To observe the expressions of monocyte chemoattractant protein -l (MCP-l), kidney injury molecule -l (KIM-l) and cystatin C (Cys C) in different periods of rat ischemic acute kidney injury (iAKI). The rat renal ischemia-reperfusion injury (IRI) model was prepared, including the sham-operation (Sham) group and the I/R group. The specimens were collected at different time points after iAKI. The expressions of MCP-1, KIM-1 and Cys C of the I/R group were increased earlier than Scr and Urea (I/R group vs. Sham group; P < 0.01). The serum MCP-1 of the I/R group was earliest increased (MCP-1 vs. KIM-1, Cys C and Scr, P < 0.01). Followed by KIM-1 and Cys C; and in the urine samples, the KIM-1 expression was the most sensitive (KIM-1 vs. MCP-1, Cys C and Scr, P < 0.01). The immunohistochemical results showed the kidney of the Sham group almost had no expression, while that of the I/R group significantly expressed MCP-1, KIM-1 and Cys C (I/R group vs. Sham group; P < 0.01).
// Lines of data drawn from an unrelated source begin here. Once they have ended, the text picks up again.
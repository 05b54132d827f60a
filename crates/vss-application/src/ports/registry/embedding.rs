//! Embedding Model Registry
//!
//! Auto-registration system for embedding models using linkme distributed slices.
//! Factories load model weights and may block for a long time; callers run
//! them off the async runtime.

use std::collections::HashMap;
use std::path::PathBuf;
use std::sync::Arc;

use vss_domain::ports::providers::EmbeddingModelProvider;

/// Configuration for embedding model creation
///
/// Contains all configuration options that a model provider might need.
/// Providers should use what they need and ignore the rest.
#[derive(Debug, Clone, Default)]
pub struct EmbeddingModelConfig {
    /// Provider name (e.g., "fastembed", "null")
    pub provider: String,
    /// Model name/identifier
    pub model: Option<String>,
    /// Directory where downloaded weights are kept
    pub cache_dir: Option<PathBuf>,
    /// Show download progress while fetching weights
    pub show_download_progress: bool,
    /// Embedding dimensions (if configurable)
    pub dimensions: Option<usize>,
    /// Additional provider-specific configuration
    pub extra: HashMap<String, String>,
}

impl EmbeddingModelConfig {
    /// Create a new config with the given provider name
    pub fn new(provider: impl Into<String>) -> Self {
        Self {
            provider: provider.into(),
            ..Default::default()
        }
    }

    /// Set the model
    pub fn with_model(mut self, model: impl Into<String>) -> Self {
        self.model = Some(model.into());
        self
    }

    /// Set the weights cache directory
    pub fn with_cache_dir(mut self, dir: impl Into<PathBuf>) -> Self {
        self.cache_dir = Some(dir.into());
        self
    }

    /// Set the dimensions
    pub fn with_dimensions(mut self, dimensions: usize) -> Self {
        self.dimensions = Some(dimensions);
        self
    }

    /// Add extra configuration
    pub fn with_extra(mut self, key: impl Into<String>, value: impl Into<String>) -> Self {
        self.extra.insert(key.into(), value.into());
        self
    }
}

/// Registry entry for embedding models
///
/// Each model implementation registers itself with this entry using
/// `#[linkme::distributed_slice(EMBEDDING_MODEL_PROVIDERS)]`.
pub struct EmbeddingModelEntry {
    /// Unique provider name (e.g., "fastembed", "null")
    pub name: &'static str,
    /// Human-readable description
    pub description: &'static str,
    /// Factory function to create provider instance
    pub factory: fn(&EmbeddingModelConfig) -> Result<Arc<dyn EmbeddingModelProvider>, String>,
}

// Auto-collection via linkme distributed slices - providers submit entries at compile time
#[linkme::distributed_slice]
pub static EMBEDDING_MODEL_PROVIDERS: [EmbeddingModelEntry] = [..];

/// Resolve embedding model by name from registry
///
/// # Returns
/// * `Ok(Arc<dyn EmbeddingModelProvider>)` - Loaded model
/// * `Err(String)` - Error message if provider not found or loading failed
pub fn resolve_embedding_model(
    config: &EmbeddingModelConfig,
) -> Result<Arc<dyn EmbeddingModelProvider>, String> {
    let provider_name = &config.provider;

    for entry in EMBEDDING_MODEL_PROVIDERS {
        if entry.name == provider_name {
            return (entry.factory)(config);
        }
    }

    let available: Vec<&str> = EMBEDDING_MODEL_PROVIDERS.iter().map(|e| e.name).collect();

    Err(format!(
        "Unknown embedding provider '{provider_name}'. Available providers: {available:?}"
    ))
}

/// List all registered embedding models as (name, description) tuples
pub fn list_embedding_models() -> Vec<(&'static str, &'static str)> {
    EMBEDDING_MODEL_PROVIDERS
        .iter()
        .map(|e| (e.name, e.description))
        .collect()
}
MCP-1, KIM-1 and Cys C had important predictive values towards AKI, and MCP-1 and KIM-1 were superior to Cys C. Different biomarkers had different sensitivities: MCP-1 was earliest increased in serum while lasted shortly, KIM-1 was earliest increased in urine and kept increasing, thus the detection of urinary KIM-1 might be much more suitable in clinics.